It may be too impenetrable to someone who has never been there before, but here's an art print with all the neighbourhoods of St John's, which I found here.
posted by erlking at 12:50 PM on August 3, 2014 [1 favorite]


Response by poster: We will need/want to walk to campus several days a week, year-round - so the walk from Exmouth seems like it will be the best of the options we've found so far (especially if the sidewalks aren't plowed in the winter on the streets we would need to walk from other areas). Does it seem reasonable to walk into and across campus in the winter from Exmouth? Georgetown is beautiful, but everything there (at the moment, and so far) is almost double our price-range! Perhaps in the future! The artprint map is amazing - we'll have to pick one up when we get there too - thanks!
posted by jardinier at 1:32 PM on August 3, 2014


I think you'll be able to make it to campus in the winter walking from Exmouth, although make sure you have good boots and warm clothes. If walking ever seems too daunting, the Metrobus routes 10 and 15 go fairly directly from that area onto campus.

Anything along Allandale / the western half of Elizabeth Avenue might be worth looking into, too - Whiteway Street, Newtown Road, etc.

Glad to be of help! I hope this works out for you :)
posted by erlking at 1:43 PM on August 3, 2014 [1 favorite]

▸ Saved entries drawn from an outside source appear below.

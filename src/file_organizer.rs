//! Moving classified files into bucket subdirectories.
//!
//! [`FileOrganizer`] takes a [`BucketMap`] produced for a root directory,
//! creates one subdirectory per bucket and renames each file into it. Name
//! collisions in a bucket are resolved by a single [`CollisionPolicy`] for
//! the whole run. After every move the root is pruned of empty directories.
use crate::classifier::BucketMap;
use crate::config::{CollisionPolicy, validate_category_name};
use crate::error::{SweepError, SweepResult, is_transient};
use crate::pruner::{PruneReport, Pruner};
use crate::walker::checked_root;
use serde::Serialize;
use std::fs;
use std::path::{Path, PathBuf};

/// One file move, performed or planned.
#[derive(Debug, Clone, PartialEq, Eq, Serialize)]
pub struct MoveRecord {
    pub from: PathBuf,
    pub to: PathBuf,
    pub bucket: String,
}

/// What happened to a single file.
#[derive(Debug, Clone, PartialEq, Eq)]
pub enum MoveOutcome {
    Moved(MoveRecord),
    /// Moved under a suffixed name because the plain name was taken.
    Renamed(MoveRecord),
    /// Left in place because it already lives in its bucket.
    AlreadyInPlace(PathBuf),
    /// Left in place because of a name collision under [`CollisionPolicy::Skip`].
    CollisionSkipped { from: PathBuf, existing: PathBuf },
    /// Disappeared before it could be moved.
    Vanished(PathBuf),
}

/// Summary of one reorganization run.
#[derive(Debug, Clone, Default, Serialize)]
pub struct ReorganizeReport {
    pub moved: Vec<MoveRecord>,
    pub renamed: usize,
    pub already_in_place: usize,
    pub collisions_skipped: Vec<PathBuf>,
    pub vanished: usize,
    pub pruned: PruneReport,
}

impl ReorganizeReport {
    fn record(&mut self, outcome: MoveOutcome) {
        match outcome {
            MoveOutcome::Moved(record) => self.moved.push(record),
            MoveOutcome::Renamed(record) => {
                self.renamed += 1;
                self.moved.push(record);
            }
            MoveOutcome::AlreadyInPlace(_) => self.already_in_place += 1,
            MoveOutcome::CollisionSkipped { from, .. } => self.collisions_skipped.push(from),
            MoveOutcome::Vanished(_) => self.vanished += 1,
        }
    }
}

/// Moves files into bucket subdirectories of a root.
#[derive(Debug, Clone, Default)]
pub struct FileOrganizer {
    collision: CollisionPolicy,
    pruner: Pruner,
}

impl FileOrganizer {
    pub fn new(collision: CollisionPolicy, pruner: Pruner) -> Self {
        Self { collision, pruner }
    }

    pub fn collision_policy(&self) -> CollisionPolicy {
        self.collision
    }

    /// Moves every file of `buckets` into `root/<bucket>` and prunes `root`.
    ///
    /// # Errors
    ///
    /// Fails with [`SweepError::NotADirectory`] if `root` is not a directory.
    /// Any non-race I/O failure stops the run; files moved before it stay
    /// moved, since each move is a single rename.
    ///
    /// # Examples
    ///
    /// ```no_run
    /// use dirsweep::classifier::{ClassificationPolicy, Classifier};
    /// use dirsweep::file_organizer::FileOrganizer;
    /// use dirsweep::walker::walk;
    /// use std::path::Path;
    ///
    /// let root = Path::new("/home/alice/Downloads");
    /// let buckets = Classifier::default()
    ///     .classify(walk(root, false)?, ClassificationPolicy::BySuffix)?;
    /// let report = FileOrganizer::default().reorganize(root, &buckets)?;
    /// println!("moved {} files", report.moved.len());
    /// # Ok::<(), dirsweep::SweepError>(())
    /// ```
    pub fn reorganize(&self, root: &Path, buckets: &BucketMap) -> SweepResult<ReorganizeReport> {
        self.reorganize_with(root, buckets, |_| {})
    }

    /// Like [`FileOrganizer::reorganize`], calling `observer` after each file.
    pub fn reorganize_with<F>(
        &self,
        root: &Path,
        buckets: &BucketMap,
        mut observer: F,
    ) -> SweepResult<ReorganizeReport>
    where
        F: FnMut(&MoveOutcome),
    {
        let root = checked_root(root)?;
        validate_buckets(buckets)?;
        let mut report = ReorganizeReport::default();

        for (bucket, files) in buckets.iter() {
            let bucket_dir = root.join(bucket);
            for file in files {
                let outcome = self.move_into_bucket(&bucket_dir, &file.path, bucket)?;
                observer(&outcome);
                report.record(outcome);
            }
        }

        report.pruned = self.pruner.prune(&root)?;

        tracing::info!(
            "Moved {} files ({} renamed), {} already in place, {} collisions skipped, {} vanished",
            report.moved.len(),
            report.renamed,
            report.already_in_place,
            report.collisions_skipped.len(),
            report.vanished
        );
        Ok(report)
    }

    /// Computes the moves `reorganize` would make without touching the disk.
    ///
    /// Collisions are resolved against the current disk state and against
    /// earlier planned moves; files that would be skipped are left out.
    pub fn plan(&self, root: &Path, buckets: &BucketMap) -> SweepResult<Vec<MoveRecord>> {
        let root = checked_root(root)?;
        validate_buckets(buckets)?;
        let mut planned: Vec<MoveRecord> = Vec::new();

        for (bucket, files) in buckets.iter() {
            let bucket_dir = root.join(bucket);
            for file in files {
                if file.path.starts_with(&bucket_dir) {
                    continue;
                }
                let Some(file_name) = file.path.file_name() else {
                    continue;
                };
                let taken = |p: &Path| p.exists() || planned.iter().any(|m| m.to == p);
                let mut destination = bucket_dir.join(file_name);
                if taken(destination.as_path()) {
                    match self.collision {
                        CollisionPolicy::Skip => continue,
                        CollisionPolicy::Overwrite => {}
                        CollisionPolicy::Rename => {
                            destination = first_free_name(&bucket_dir, Path::new(file_name), taken);
                        }
                    }
                }
                planned.push(MoveRecord {
                    from: file.path.clone(),
                    to: destination,
                    bucket: bucket.to_string(),
                });
            }
        }

        Ok(planned)
    }

    /// Moves one file into `bucket_dir`, creating the directory if needed.
    pub fn move_into_bucket(
        &self,
        bucket_dir: &Path,
        file_path: &Path,
        bucket: &str,
    ) -> SweepResult<MoveOutcome> {
        if file_path.starts_with(bucket_dir) {
            return Ok(MoveOutcome::AlreadyInPlace(file_path.to_path_buf()));
        }

        // Matches the platform "is file" check the walker used.
        match fs::metadata(file_path) {
            Ok(metadata) if metadata.is_file() => {}
            Ok(_) => {
                tracing::warn!("{} is no longer a regular file, skipping", file_path.display());
                return Ok(MoveOutcome::Vanished(file_path.to_path_buf()));
            }
            Err(e) if is_transient(&e) => {
                tracing::warn!("{} vanished before it could be moved", file_path.display());
                return Ok(MoveOutcome::Vanished(file_path.to_path_buf()));
            }
            Err(e) => return Err(SweepError::io(file_path, e)),
        }

        fs::create_dir_all(bucket_dir).map_err(|e| SweepError::DirectoryCreation {
            path: bucket_dir.to_path_buf(),
            source: e,
        })?;

        let file_name = file_path.file_name().ok_or_else(|| SweepError::FileMove {
            from: file_path.to_path_buf(),
            to: bucket_dir.to_path_buf(),
            source: std::io::Error::new(
                std::io::ErrorKind::InvalidInput,
                "file has no name component",
            ),
        })?;

        let mut destination = bucket_dir.join(file_name);
        let mut renamed = false;
        if destination.exists() {
            match self.collision {
                CollisionPolicy::Skip => {
                    tracing::warn!(
                        "{} already exists, leaving {} in place",
                        destination.display(),
                        file_path.display()
                    );
                    return Ok(MoveOutcome::CollisionSkipped {
                        from: file_path.to_path_buf(),
                        existing: destination,
                    });
                }
                CollisionPolicy::Overwrite => {
                    tracing::warn!("Overwriting {}", destination.display());
                }
                CollisionPolicy::Rename => {
                    destination =
                        first_free_name(bucket_dir, Path::new(file_name), |p| p.exists());
                    renamed = true;
                    tracing::info!(
                        "{} already exists, moving {} as {}",
                        bucket_dir.join(file_name).display(),
                        file_path.display(),
                        destination.display()
                    );
                }
            }
        }

        match fs::rename(file_path, &destination) {
            Ok(()) => {}
            Err(e) if e.kind() == std::io::ErrorKind::NotFound && !file_path.exists() => {
                tracing::warn!("{} vanished before it could be moved", file_path.display());
                return Ok(MoveOutcome::Vanished(file_path.to_path_buf()));
            }
            Err(e) => {
                return Err(SweepError::FileMove {
                    from: file_path.to_path_buf(),
                    to: destination,
                    source: e,
                });
            }
        }

        tracing::debug!("Moved {} to {}", file_path.display(), destination.display());
        let record = MoveRecord {
            from: file_path.to_path_buf(),
            to: destination,
            bucket: bucket.to_string(),
        };
        Ok(if renamed {
            MoveOutcome::Renamed(record)
        } else {
            MoveOutcome::Moved(record)
        })
    }
}

/// First `<stem>_<n>.<ext>` in `dir` (n = 1, 2, ...) for which `taken` is false.
// Every bucket must map to a directory directly below the root.
fn validate_buckets(buckets: &BucketMap) -> SweepResult<()> {
    for name in buckets.bucket_names() {
        validate_category_name(name)?;
    }
    Ok(())
}

fn first_free_name<F>(dir: &Path, file_name: &Path, taken: F) -> PathBuf
where
    F: Fn(&Path) -> bool,
{
    let stem = file_name
        .file_stem()
        .map(|s| s.to_string_lossy().into_owned())
        .unwrap_or_default();
    let extension = file_name
        .extension()
        .map(|e| format!(".{}", e.to_string_lossy()))
        .unwrap_or_default();

    let mut n = 1usize;
    loop {
        let candidate = dir.join(format!("{stem}_{n}{extension}"));
        if !taken(&candidate) {
            return candidate;
        }
        n += 1;
    }
}

/// Moves files with the default organizer: rename on collision, `.DS_Store`
/// as the only inert file.
pub fn reorganize(root: &Path, buckets: &BucketMap) -> SweepResult<ReorganizeReport> {
    FileOrganizer::default().reorganize(root, buckets)
}
//! Configuration loading and file filtering.
//!
//! dirsweep reads an optional TOML file that can relocate the home root,
//! choose the collision policy used when moving files, extend the category
//! table, list the inert files that do not keep a directory alive, and
//! exclude files from every walk.
//!
//! # Configuration File Format
//!
//! ```toml
//! home = "/data/alice"
//!
//! [organize]
//! collision = "rename"
//!
//! [prune]
//! inert_files = [".DS_Store"]
//!
//! [categories]
//! notebooks = ["ipynb"]
//!
//! [filters]
//! enable_hidden_files = true
//!
//! [filters.exclude]
//! filenames = ["Thumbs.db"]
//! patterns = ["node_modules/**"]
//! extensions = ["part"]
//! regex = []
//!
//! [filters.include]
//! patterns = []
//! ```

use glob::Pattern;
use regex::Regex;
use serde::{Deserialize, Serialize};
use std::collections::{BTreeMap, HashSet};
use std::fs;
use crate::file_category::CategoryTable;
use std::path::{Component, Path, PathBuf};
use thiserror::Error;

/// Name of the per-directory configuration file.
pub const LOCAL_CONFIG_FILE: &str = ".dirsweep.toml";

/// Errors that can occur during configuration loading and filter compilation.
#[derive(Debug, Clone, Error)]
pub enum ConfigError {
    #[error("Configuration file not found: {}", .0.display())]
    ConfigNotFound(PathBuf),

    #[error("Invalid configuration: {0}")]
    ConfigInvalid(String),

    #[error("Invalid glob pattern '{0}': expected *.ext or dir/**")]
    InvalidGlobPattern(String),

    #[error("Invalid regex pattern '{pattern}': {reason}")]
    InvalidRegexPattern { pattern: String, reason: String },

    #[error("Invalid category name '{0}': expected a single folder name")]
    InvalidCategoryName(String),

    #[error("IO error reading configuration: {0}")]
    IoError(String),

    #[error("Home directory could not be determined")]
    HomeNotFound,
}

/// What to do when a file with the same name already sits in the
/// destination bucket.
#[derive(Debug, Clone, Copy, Default, PartialEq, Eq, Serialize, Deserialize)]
#[serde(rename_all = "lowercase")]
pub enum CollisionPolicy {
    /// Move under the first free `<stem>_<n>.<ext>` name.
    #[default]
    #[serde(alias = "rename-with-suffix")]
    Rename,
    /// Leave the source where it is and log a warning.
    Skip,
    /// Replace the existing destination file.
    Overwrite,
}

/// Top-level dirsweep configuration.
#[derive(Debug, Clone, Default, Serialize, Deserialize)]
pub struct SweepConfig {
    /// Base directory that source directories are resolved against.
    #[serde(default)]
    pub home: Option<PathBuf>,

    #[serde(default)]
    pub organize: OrganizeSettings,

    #[serde(default)]
    pub prune: PruneSettings,

    /// Extra category entries, consulted before the built-in table.
    #[serde(default)]
    pub categories: BTreeMap<String, Vec<String>>,

    #[serde(default)]
    pub filters: FilterRules,
}

#[derive(Debug, Clone, Default, Serialize, Deserialize)]
pub struct OrganizeSettings {
    #[serde(default)]
    pub collision: CollisionPolicy,
}

#[derive(Debug, Clone, Serialize, Deserialize)]
pub struct PruneSettings {
    /// File names that do not count as directory content when pruning.
    #[serde(default = "default_inert_files")]
    pub inert_files: Vec<String>,
}

impl Default for PruneSettings {
    fn default() -> Self {
        Self {
            inert_files: default_inert_files(),
        }
    }
}

fn default_inert_files() -> Vec<String> {
    vec![".DS_Store".to_string()]
}

/// Root-level filter rules configuration.
#[derive(Debug, Clone, Serialize, Deserialize)]
pub struct FilterRules {
    /// Whether hidden files (starting with ".") are walked. Defaults to true.
    #[serde(default = "default_enable_hidden_files")]
    pub enable_hidden_files: bool,

    #[serde(default)]
    pub exclude: ExcludeRules,

    /// Whitelist that overrides every exclusion.
    #[serde(default)]
    pub include: IncludeRules,
}

impl Default for FilterRules {
    fn default() -> Self {
        Self {
            enable_hidden_files: default_enable_hidden_files(),
            exclude: ExcludeRules::default(),
            include: IncludeRules::default(),
        }
    }
}

fn default_enable_hidden_files() -> bool {
    true
}

/// Rules for excluding files from walks.
#[derive(Debug, Clone, Default, Serialize, Deserialize)]
pub struct ExcludeRules {
    #[serde(default)]
    pub filenames: Vec<String>,

    /// Glob patterns matched against the path relative to the walk root.
    #[serde(default)]
    pub patterns: Vec<String>,

    #[serde(default)]
    pub extensions: Vec<String>,

    /// Regex patterns matched against the file name.
    #[serde(default)]
    pub regex: Vec<String>,
}

#[derive(Debug, Clone, Default, Serialize, Deserialize)]
pub struct IncludeRules {
    #[serde(default)]
    pub patterns: Vec<String>,
}

impl SweepConfig {
    /// Load configuration from a file, with fallback to defaults.
    ///
    /// Lookup order:
    /// 1. `config_path`, if provided
    /// 2. `.dirsweep.toml` in the current directory
    /// 3. `<config dir>/dirsweep/config.toml`
    /// 4. built-in defaults
    ///
    /// # Errors
    ///
    /// Returns an error if a configuration file is found or explicitly given
    /// but cannot be read or parsed.
    pub fn load(config_path: Option<&Path>) -> Result<Self, ConfigError> {
        if let Some(path) = config_path {
            return Self::load_from_file(path);
        }

        let local_config = PathBuf::from(LOCAL_CONFIG_FILE);
        if local_config.exists() {
            return Self::load_from_file(&local_config);
        }

        if let Some(config_dir) = dirs::config_dir() {
            let user_config = config_dir.join("dirsweep").join("config.toml");
            if user_config.exists() {
                return Self::load_from_file(&user_config);
            }
        }

        Ok(Self::default())
    }

    /// Load configuration from a specific file.
    pub fn load_from_file(path: &Path) -> Result<Self, ConfigError> {
        if !path.exists() {
            return Err(ConfigError::ConfigNotFound(path.to_path_buf()));
        }

        let content = fs::read_to_string(path).map_err(|e| ConfigError::IoError(e.to_string()))?;

        Self::from_toml(&content)
    }

    /// Parse configuration from TOML text.
    ///
    /// Category names must each be a single folder name.
    pub fn from_toml(content: &str) -> Result<Self, ConfigError> {
        let config: Self =
            toml::from_str(content).map_err(|e| ConfigError::ConfigInvalid(e.to_string()))?;
        for name in config.categories.keys() {
            validate_category_name(name)?;
        }
        Ok(config)
    }

    /// The built-in category table with the `[categories]` entries in front.
    pub fn category_table(&self) -> Result<CategoryTable, ConfigError> {
        for name in self.categories.keys() {
            validate_category_name(name)?;
        }
        Ok(CategoryTable::with_overrides(&self.categories))
    }

    /// Resolves the base directory: an explicit override wins, then the
    /// `home` key, then the user's home directory.
    pub fn resolve_home(&self, override_home: Option<&Path>) -> Result<PathBuf, ConfigError> {
        if let Some(home) = override_home {
            return Ok(home.to_path_buf());
        }
        if let Some(home) = &self.home {
            return Ok(home.clone());
        }
        dirs::home_dir().ok_or(ConfigError::HomeNotFound)
    }

    /// Compile the filter rules for matching.
    pub fn compile_filters(&self) -> Result<CompiledFilters, ConfigError> {
        CompiledFilters::new(&self.filters)
    }
}

/// Checks that `name` names one directory directly below a root: no
/// separators, no `..`, nothing absolute.
pub fn validate_category_name(name: &str) -> Result<(), ConfigError> {
    let mut components = Path::new(name).components();
    match (components.next(), components.next()) {
        (Some(Component::Normal(_)), None) => Ok(()),
        _ => Err(ConfigError::InvalidCategoryName(name.to_string())),
    }
}

/// Joins a user supplied directory onto the base directory.
///
/// Absolute `source_dir` values replace the base, as with [`Path::join`].
pub fn resolve_source(home: &Path, source_dir: &Path) -> PathBuf {
    home.join(source_dir)
}

/// Filter rules compiled once per run.
#[derive(Debug, Clone)]
pub struct CompiledFilters {
    enable_hidden_files: bool,
    exclude_filenames: HashSet<String>,
    exclude_extensions: HashSet<String>,
    exclude_patterns: Vec<Pattern>,
    exclude_regexes: Vec<Regex>,
    include_patterns: Vec<Pattern>,
}

impl CompiledFilters {
    fn new(rules: &FilterRules) -> Result<Self, ConfigError> {
        let compile_globs = |patterns: &[String]| {
            patterns
                .iter()
                .map(|pattern| {
                    Pattern::new(pattern)
                        .map_err(|_| ConfigError::InvalidGlobPattern(pattern.clone()))
                })
                .collect::<Result<Vec<_>, _>>()
        };

        let exclude_regexes = rules
            .exclude
            .regex
            .iter()
            .map(|pattern| {
                Regex::new(pattern).map_err(|e| ConfigError::InvalidRegexPattern {
                    pattern: pattern.clone(),
                    reason: e.to_string(),
                })
            })
            .collect::<Result<Vec<_>, _>>()?;

        Ok(Self {
            enable_hidden_files: rules.enable_hidden_files,
            exclude_filenames: rules.exclude.filenames.iter().cloned().collect(),
            exclude_extensions: rules
                .exclude
                .extensions
                .iter()
                .map(|ext| ext.trim_start_matches('.').to_lowercase())
                .collect(),
            exclude_patterns: compile_globs(&rules.exclude.patterns)?,
            exclude_regexes,
            include_patterns: compile_globs(&rules.include.patterns)?,
        })
    }

    /// Filters that let every file through.
    pub fn allow_all() -> Self {
        Self {
            enable_hidden_files: true,
            exclude_filenames: HashSet::new(),
            exclude_extensions: HashSet::new(),
            exclude_patterns: Vec::new(),
            exclude_regexes: Vec::new(),
            include_patterns: Vec::new(),
        }
    }

    /// Check whether a file takes part in a walk.
    ///
    /// `relative_path` is the path below the walk root. Include patterns win
    /// over everything; otherwise the hidden-file switch, exact names,
    /// extensions, globs and regexes are checked in that order.
    pub fn should_include(&self, relative_path: &Path) -> bool {
        let file_name = relative_path
            .file_name()
            .map(|n| n.to_string_lossy())
            .unwrap_or_default();

        if self
            .include_patterns
            .iter()
            .any(|pattern| pattern.matches_path(relative_path))
        {
            return true;
        }

        if !self.enable_hidden_files && file_name.starts_with('.') {
            return false;
        }

        if self.exclude_filenames.contains(file_name.as_ref()) {
            return false;
        }

        if let Some(ext) = relative_path.extension() {
            let ext_lower = ext.to_string_lossy().to_lowercase();
            if self.exclude_extensions.contains(&ext_lower) {
                return false;
            }
        }

        if self
            .exclude_patterns
            .iter()
            .any(|pattern| pattern.matches_path(relative_path))
        {
            return false;
        }

        !self
            .exclude_regexes
            .iter()
            .any(|regex| regex.is_match(&file_name))
    }
}

impl Default for CompiledFilters {
    fn default() -> Self {
        Self::allow_all()
    }
}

Response by poster: Resolution: We just signed a lease for a place on Exmouth St. in what (thanks to the art print neighbourhood map) I've learned is called Baird. Along the way we found that posting a Housing Wanted ad on kijiji actually brought landlords to us making offers of housing! The house is just about everything we wanted considering we needed to be close to MUN. Thanks for all your help!
posted by jardinier at 7:53 PM on August 5, 2014 [1 favorite]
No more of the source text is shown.